- Theatrical release poster
- Directed by: Floyd Mutrux
- Written by: Floyd Mutrux
- Produced by: Michael Laughlin Floyd Mutrux
- Starring: Clifton Tip Fredell Kit Ryder Billy Gray Bob Graham Nancy Wheeler Russ Knight
- Cinematography: William A. Fraker
- Edited by: Richard A. Harris
- Music by: Jake Holmes Van Morrison Ricky Nelson
- Production company: Warner Bros.
- Distributed by: Warner Bros.
- Release date: July 14, 1971;
- Running time: 92 minutes
- Country: United States
- Language: English
- Budget: $350,000

= Dusty and Sweets McGee =

Dusty and Sweets McGee is a 1971 American drama film written and directed by Floyd Mutrux. The film stars Clifton Tip Fredell, Kit Ryder, Billy Gray, Bob Graham, Nancy Wheeler and Russ Knight.
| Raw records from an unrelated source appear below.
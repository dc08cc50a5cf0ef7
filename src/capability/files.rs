use std::fmt;
use std::io;
use std::path::{Path, PathBuf};

use serde::{Deserialize, Serialize};
use tokio::fs::OpenOptions;
use tokio::io::AsyncWriteExt;

/// How [`LocalFiles::write`] treats an existing file at the target path.
#[derive(Debug, Clone, Copy, Default, PartialEq, Eq, Serialize, Deserialize)]
#[serde(rename_all = "snake_case")]
pub enum WriteMode {
    /// Create the file, or truncate it if it already exists.
    #[default]
    Overwrite,
    /// Refuse to touch an existing file.
    CreateNew,
}

/// Outcome of a write. Write failures are reported here, never propagated.
#[derive(Debug, Clone, PartialEq, Eq, Serialize, Deserialize)]
#[serde(tag = "status", rename_all = "snake_case")]
pub enum WriteStatus {
    Created { path: PathBuf },
    AlreadyExists { path: PathBuf },
    Failed { path: PathBuf, reason: String },
}

impl WriteStatus {
    pub fn is_written(&self) -> bool {
        matches!(self, WriteStatus::Created { .. })
    }

    pub fn path(&self) -> &Path {
        match self {
            WriteStatus::Created { path }
            | WriteStatus::AlreadyExists { path }
            | WriteStatus::Failed { path, .. } => path,
        }
    }
}

impl fmt::Display for WriteStatus {
    fn fmt(&self, f: &mut fmt::Formatter<'_>) -> fmt::Result {
        match self {
            WriteStatus::Created { path } => write!(f, "New file created: {}", path.display()),
            WriteStatus::AlreadyExists { path } => {
                write!(f, "File already exists: {}", path.display())
            }
            WriteStatus::Failed { reason, .. } => write!(f, "Error writing file: {reason}"),
        }
    }
}

/// Whole-file read and write.
///
/// `read` failures are errors the caller must propagate. `write` failures are
/// folded into the returned [`WriteStatus`].
pub trait FileAccess {
    async fn read(&self, path: &Path) -> io::Result<String>;
    async fn write(&self, path: &Path, content: &str) -> WriteStatus;
}

/// [`FileAccess`] backed by the local filesystem.
#[derive(Debug, Clone, Copy, Default)]
pub struct LocalFiles {
    mode: WriteMode,
}

impl LocalFiles {
    pub fn new(mode: WriteMode) -> Self {
        Self { mode }
    }

    async fn write_inner(&self, path: &Path, content: &str) -> io::Result<()> {
        let mut options = OpenOptions::new();
        options.write(true);
        match self.mode {
            WriteMode::Overwrite => options.create(true).truncate(true),
            WriteMode::CreateNew => options.create_new(true),
        };
        let mut file = options.open(path).await?;
        file.write_all(content.as_bytes()).await?;
        file.flush().await
    }
}

impl FileAccess for LocalFiles {
    async fn read(&self, path: &Path) -> io::Result<String> {
        tokio::fs::read_to_string(path).await
    }

    async fn write(&self, path: &Path, content: &str) -> WriteStatus {
        let path_buf = path.to_path_buf();
        match self.write_inner(path, content).await {
            Ok(()) => WriteStatus::Created { path: path_buf },
            Err(e) if e.kind() == io::ErrorKind::AlreadyExists => {
                WriteStatus::AlreadyExists { path: path_buf }
            }
            Err(e) => WriteStatus::Failed {
                path: path_buf,
                reason: e.to_string(),
            },
        }
    }
}
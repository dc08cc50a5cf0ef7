//! Narrow interfaces the pipeline stages delegate to.
//!
//! Stages never touch the filesystem or the network directly; they receive a
//! [`FileAccess`] and a [`TextGenerator`] so tests can substitute fakes.

mod files;
mod generation;

pub use files::{FileAccess, LocalFiles, WriteMode, WriteStatus};
pub use generation::TextGenerator;
use std::time::Duration;

use reqwest::Client;
use serde_json::Value;
use tracing::debug;

use super::error::EndpointError;
use super::types::{ErrorBody, GenerationParameters, GenerationRequest, normalize_output};
use crate::capability::TextGenerator;
use crate::config::TailorConfig;

/// One-shot client for the Hugging Face text-generation endpoint.
pub struct InferenceClient {
    api_token: String,
    client: Client,
    url: String,
    parameters: GenerationParameters,
}

impl InferenceClient {
    /// Create a client for `{base_url}/{model}`.
    pub fn with_base_url(
        api_token: String,
        base_url: &str,
        model: &str,
        parameters: GenerationParameters,
        timeout: Duration,
    ) -> Result<Self, EndpointError> {
        let client = Client::builder()
            .connect_timeout(Duration::from_secs(10))
            .timeout(timeout)
            .build()?;
        Ok(Self {
            api_token,
            client,
            url: format!("{}/{}", base_url.trim_end_matches('/'), model),
            parameters,
        })
    }

    pub fn from_config(config: &TailorConfig) -> Result<Self, EndpointError> {
        Self::with_base_url(
            config.api_token.clone(),
            &config.endpoint_url,
            &config.model,
            config.generation_parameters(),
            Duration::from_secs(config.timeout_secs),
        )
    }

    /// Send a raw generation request and return the undecoded JSON body.
    pub async fn text_generation(&self, req: &GenerationRequest) -> Result<Value, EndpointError> {
        let mut request = self.client.post(&self.url).json(req);
        if !self.api_token.is_empty() {
            request = request.bearer_auth(&self.api_token);
        }
        let response = request.send().await?;

        let status = response.status();
        if !status.is_success() {
            let body = response
                .text()
                .await
                .unwrap_or_else(|_| "unknown error".to_string());
            let message = serde_json::from_str::<ErrorBody>(&body)
                .map(|b| b.error)
                .unwrap_or(body);
            return Err(EndpointError::ApiError {
                status: status.as_u16(),
                message,
            });
        }

        let body = response.text().await?;
        serde_json::from_str(&body).map_err(|e| EndpointError::ParseError(e.to_string()))
    }
}

impl TextGenerator for InferenceClient {
    async fn generate(&self, prompt: &str) -> Result<String, EndpointError> {
        let req = GenerationRequest {
            inputs: prompt.to_string(),
            parameters: self.parameters,
        };
        debug!(url = %self.url, prompt_chars = prompt.chars().count(), "sending generation request");
        let raw = self.text_generation(&req).await?;
        let text = normalize_output(&raw);
        debug!(response_chars = text.chars().count(), "generation complete");
        Ok(text)
    }
}
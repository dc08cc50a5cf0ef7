/// Instruction block placed ahead of the two documents.
const INSTRUCTIONS: &str = "\
You are a resume optimization assistant.
Rewrite the resume below so it is tailored to the job description that follows it.
Identify the keywords and required skills in the job description and emphasize the matching qualifications.

Rules:
- Keep every section of the original resume (for example Education, Projects, Certifications). Do not remove any section.
- In the WORK EXPERIENCE section, do not change any job title, company name, or date.
- Rewrite bullet points so they highlight the skills, keywords, and responsibilities that match the job description.
- Keep only the skills and projects that are most relevant to the job description.
- Respond with the modified resume only. Do not add commentary, explanations, or task lists.";

/// Embed the full resume and job description in the tailoring instructions.
///
/// Both documents are inserted verbatim.
pub fn render_prompt(resume: &str, job_description: &str) -> String {
    format!(
        "{INSTRUCTIONS}\n\n\
         Here is the original resume:\n\n\
         {resume}\n\n\n\
         Here is the job description:\n\n\
         {job_description}\n"
    )
}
The film was released by Warner Bros. on July 14, 1971.

==Plot==
Dusty and Sweets McGee follows the two young addicts of the title as they idly spend their days in early 1970s Los Angeles. The camera rolls as the addicts roam the streets of LA from downtown to the beach. Car radios play the hits of the day as they aimlessly go about their drug-addicted lives. Eating hot dogs at Pink's, committing petty crime, scoring drugs and cruising the sunset strip are lovingly documented by Mutrux.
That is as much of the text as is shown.